To maintain the status quo, to keep big business such as peat miners and pesticide makers happy, to keep gardeners relentlessly buying stuff, it’s vital that gardening garners only the flimsiest of environmental credentials. To do otherwise would court curiosity and risk sparking inquisitiveness in gardeners, who would then see that their treasured activity can send positive ripples out way beyond their garden gate.
Suggest reducing energy use, using renewable sunshine to warm a greenhouse, choosing modern peat-free composts (because mining peat unlocks fossil carbon stores which add to climate turmoil), not using energy-intensive pesticides and weedkillers, cutting back on garden visits and holidays (locally and overseas), asking for improved public transport links to gardens, scrutinising the ethical credentials of gardening businesses, or simply buying less of the avalanche of often pointless stuff that’s foisted on gardeners, and mud’s your name. ‘Don’t think, just buy!’ is the mantra that’s relentlessly hammered home. I did say that gardening is worth billions.

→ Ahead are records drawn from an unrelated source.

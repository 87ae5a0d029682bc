//! Expression parsing with precedence climbing
//!
//! Precedence, loosest first: OR, AND, NOT, predicates (IN, LIKE, RLIKE,
//! IS NULL), comparisons, `+ -`, `* / %`, unary sign, primaries. Binary
//! operators associate to the left; comparisons do not chain.

use esql_ast::{
    ArithmeticOp, BooleanExpr, BooleanExprKind, ComparisonOp, FunctionArgs, FunctionCall,
    LogicalOp, OperatorExpr, OperatorExprKind, PrimaryExpr, PrimaryExprKind, RegexKind, UnaryOp,
    ValueExpr, ValueExprKind,
};
use esql_lexer::TokenKind;

use crate::error::ParseError;
use crate::parser::Parser;

const COMPARISON_OPERATORS: [(TokenKind, ComparisonOp); 7] = [
    (TokenKind::Eq, ComparisonOp::Eq),
    (TokenKind::CiEq, ComparisonOp::CaseInsensitiveEq),
    (TokenKind::Neq, ComparisonOp::Neq),
    (TokenKind::Lt, ComparisonOp::Lt),
    (TokenKind::Lte, ComparisonOp::Lte),
    (TokenKind::Gt, ComparisonOp::Gt),
    (TokenKind::Gte, ComparisonOp::Gte),
];

const PRIMARY_START: [TokenKind; 11] = [
    TokenKind::Identifier,
    TokenKind::QuotedIdentifier,
    TokenKind::LeftParen,
    TokenKind::Null,
    TokenKind::Integer,
    TokenKind::Decimal,
    TokenKind::True,
    TokenKind::False,
    TokenKind::Param,
    TokenKind::String,
    TokenKind::OpeningBracket,
];

impl<'a> Parser<'a> {
    pub(crate) fn parse_boolean_expression(&mut self) -> Result<BooleanExpr, ParseError> {
        self.parse_or()
    }

    fn parse_or(&mut self) -> Result<BooleanExpr, ParseError> {
        let start = self.start();
        let mut left = self.parse_and()?;
        while self.eat(TokenKind::Or) {
            let right = self.parse_and()?;
            left = self.logical(LogicalOp::Or, left, right, start);
        }
        Ok(left)
    }

    fn parse_and(&mut self) -> Result<BooleanExpr, ParseError> {
        let start = self.start();
        let mut left = self.parse_not()?;
        while self.eat(TokenKind::And) {
            let right = self.parse_not()?;
            left = self.logical(LogicalOp::And, left, right, start);
        }
        Ok(left)
    }

    fn logical(
        &self,
        op: LogicalOp,
        left: BooleanExpr,
        right: BooleanExpr,
        start: usize,
    ) -> BooleanExpr {
        BooleanExpr {
            kind: BooleanExprKind::Logical {
                op,
                left: Box::new(left),
                right: Box::new(right),
            },
            span: self.span_from(start),
        }
    }

    fn parse_not(&mut self) -> Result<BooleanExpr, ParseError> {
        let start = self.start();
        if self.eat(TokenKind::Not) {
            let operand = self.nested(Self::parse_not)?;
            return Ok(BooleanExpr {
                kind: BooleanExprKind::Not(Box::new(operand)),
                span: self.span_from(start),
            });
        }
        self.parse_predicate()
    }

    /// valueExpression followed by an optional IN, LIKE, RLIKE or IS NULL test
    fn parse_predicate(&mut self) -> Result<BooleanExpr, ParseError> {
        let start = self.start();
        let value = self.parse_value_expression()?;

        // `NOT` here only ever negates the predicate that follows it
        let negated = if self.at(TokenKind::Not)
            && matches!(
                self.peek_nth(1),
                TokenKind::In | TokenKind::Like | TokenKind::Rlike
            ) {
            self.advance();
            true
        } else {
            false
        };

        let kind = if self.eat(TokenKind::In) {
            self.expect(TokenKind::LeftParen)?;
            let list = self.comma_separated(Self::parse_value_expression)?;
            self.expect(TokenKind::RightParen)?;
            BooleanExprKind::In {
                value,
                negated,
                list,
            }
        } else if self.at(TokenKind::Like) || self.at(TokenKind::Rlike) {
            let kind = match self.advance().kind {
                TokenKind::Like => RegexKind::Like,
                _ => RegexKind::Rlike,
            };
            let pattern = self.parse_string()?;
            BooleanExprKind::Regex {
                value,
                kind,
                negated,
                pattern,
            }
        } else if negated {
            return Err(self.unexpected());
        } else if self.eat(TokenKind::Is) {
            let negated = self.eat(TokenKind::Not);
            self.expect(TokenKind::Null)?;
            BooleanExprKind::IsNull { value, negated }
        } else {
            BooleanExprKind::Value(value)
        };

        Ok(BooleanExpr {
            kind,
            span: self.span_from(start),
        })
    }

    /// operatorExpression (comparisonOperator operatorExpression)?
    pub(crate) fn parse_value_expression(&mut self) -> Result<ValueExpr, ParseError> {
        let start = self.start();
        let left = self.parse_operator_expression()?;
        let Some(op) = self.comparison_operator() else {
            return Ok(ValueExpr {
                span: left.span,
                kind: ValueExprKind::Operator(left),
            });
        };
        let right = self.parse_operator_expression()?;
        Ok(ValueExpr {
            kind: ValueExprKind::Comparison { op, left, right },
            span: self.span_from(start),
        })
    }

    fn comparison_operator(&mut self) -> Option<ComparisonOp> {
        COMPARISON_OPERATORS
            .iter()
            .find_map(|&(kind, op)| self.eat(kind).then_some(op))
    }

    pub(crate) fn parse_operator_expression(&mut self) -> Result<OperatorExpr, ParseError> {
        self.parse_additive()
    }

    fn parse_additive(&mut self) -> Result<OperatorExpr, ParseError> {
        let start = self.start();
        let mut left = self.parse_multiplicative()?;
        loop {
            let op = if self.eat(TokenKind::Plus) {
                ArithmeticOp::Add
            } else if self.eat(TokenKind::Minus) {
                ArithmeticOp::Sub
            } else {
                break;
            };
            let right = self.parse_multiplicative()?;
            left = self.binary(op, left, right, start);
        }
        Ok(left)
    }

    fn parse_multiplicative(&mut self) -> Result<OperatorExpr, ParseError> {
        let start = self.start();
        let mut left = self.parse_unary()?;
        loop {
            let op = if self.eat(TokenKind::Asterisk) {
                ArithmeticOp::Mul
            } else if self.eat(TokenKind::Slash) {
                ArithmeticOp::Div
            } else if self.eat(TokenKind::Percent) {
                ArithmeticOp::Mod
            } else {
                break;
            };
            let right = self.parse_unary()?;
            left = self.binary(op, left, right, start);
        }
        Ok(left)
    }

    fn binary(
        &self,
        op: ArithmeticOp,
        left: OperatorExpr,
        right: OperatorExpr,
        start: usize,
    ) -> OperatorExpr {
        OperatorExpr {
            kind: OperatorExprKind::Binary {
                op,
                left: Box::new(left),
                right: Box::new(right),
            },
            span: self.span_from(start),
        }
    }

    fn parse_unary(&mut self) -> Result<OperatorExpr, ParseError> {
        let start = self.start();
        let op = if self.eat(TokenKind::Minus) {
            UnaryOp::Minus
        } else if self.eat(TokenKind::Plus) {
            UnaryOp::Plus
        } else {
            let primary = self.parse_primary_expression()?;
            return Ok(OperatorExpr {
                span: primary.span,
                kind: OperatorExprKind::Primary(primary),
            });
        };
        let operand = self.nested(Self::parse_unary)?;
        Ok(OperatorExpr {
            kind: OperatorExprKind::Unary {
                op,
                operand: Box::new(operand),
            },
            span: self.span_from(start),
        })
    }

    pub(crate) fn parse_primary_expression(&mut self) -> Result<PrimaryExpr, ParseError> {
        let start = self.start();
        let kind = match self.peek() {
            TokenKind::Identifier | TokenKind::QuotedIdentifier
                if self.peek_nth(1) == TokenKind::LeftParen =>
            {
                PrimaryExprKind::Function(self.parse_function_call()?)
            }
            TokenKind::Identifier | TokenKind::QuotedIdentifier => {
                PrimaryExprKind::Dereference(self.parse_qualified_name()?)
            }
            TokenKind::LeftParen => {
                self.advance();
                let inner = self.nested(Self::parse_boolean_expression)?;
                self.expect(TokenKind::RightParen)?;
                PrimaryExprKind::Parenthesized(Box::new(inner))
            }
            TokenKind::Null
            | TokenKind::Integer
            | TokenKind::Decimal
            | TokenKind::True
            | TokenKind::False
            | TokenKind::Param
            | TokenKind::String
            | TokenKind::OpeningBracket => PrimaryExprKind::Constant(self.parse_constant()?),
            _ => return Err(self.unexpected_among(&PRIMARY_START)),
        };
        Ok(PrimaryExpr {
            kind,
            span: self.span_from(start),
        })
    }

    /// identifier '(' ('*' | (booleanExpression (',' booleanExpression)*)?) ')'
    fn parse_function_call(&mut self) -> Result<FunctionCall, ParseError> {
        let name = self.parse_identifier()?;
        self.expect(TokenKind::LeftParen)?;
        let args = if self.eat(TokenKind::Asterisk) {
            FunctionArgs::Star
        } else if self.at(TokenKind::RightParen) {
            FunctionArgs::List(Vec::new())
        } else {
            FunctionArgs::List(
                self.nested(|p| p.comma_separated(Self::parse_boolean_expression))?,
            )
        };
        self.expect(TokenKind::RightParen)?;
        Ok(FunctionCall { name, args })
    }
}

But we all have to start doing what we can: gardeners, organisations, businesses and the gardening media. Just sitting on our dibbers and musing about what we might/might not be able to grow as our weather jerks and stutters won’t cut it any more – and it won’t cut the carbon emissions that are changing our planet. At a time when any suggestion that goes against ‘growing the economy’ is disparaged, and when our gardening industry is increasingly rapacious, this will be a toughie. The frankest climate scientists warn us that our chances of limiting more dangerous change are shrinking fast. And let’s not forget that this is about far more than bum summers and a pathetic crop of runners; environmental change brought on by a shifting climate is part of a mix of factors disrupting entire ecosystems and forcing people in more vulnerable parts of the world to seek safer, better lives elsewhere.
So will my Gardening and Climate Change Day rouse those dibbers to give us a prod where we need it? My idea for this national day of action is simple: on a summer’s day, one with a clear blue sky, go into your greenhouse first thing, shut the door and all the vents, and do nothing else except settle in a comfy deckchair, with a glass of water to hand. Don’t do any other watering, even if something needs it. Just sit, watch and feel the climate in your greenhouse change. Feel the temperature rise as more heat energy becomes trapped, and watch your beloved plants dry out and wilt (you’re allowed to rescue vulnerable seedlings). Stick it out until you’re forced to migrate to a cooler place (open the vents again first). As you down a cold drink, reflect on how all of us live in a global greenhouse where the ‘vents’ are gradually closing.
The beauty of #ClimateChangeGardeningDay is that everyone can join in. While you’re heating up at home, the staff at your local nursery can gather in a big greenhouse and cook along too (they can invite folk from the local garden centre to join them). Even gardening celebrities, pondering whether to say yes to the next cruise, could give it a go.
It could be a long overdue garden-changer, the prod with the dibber we all need. We are, after all, all in this greenhouse together.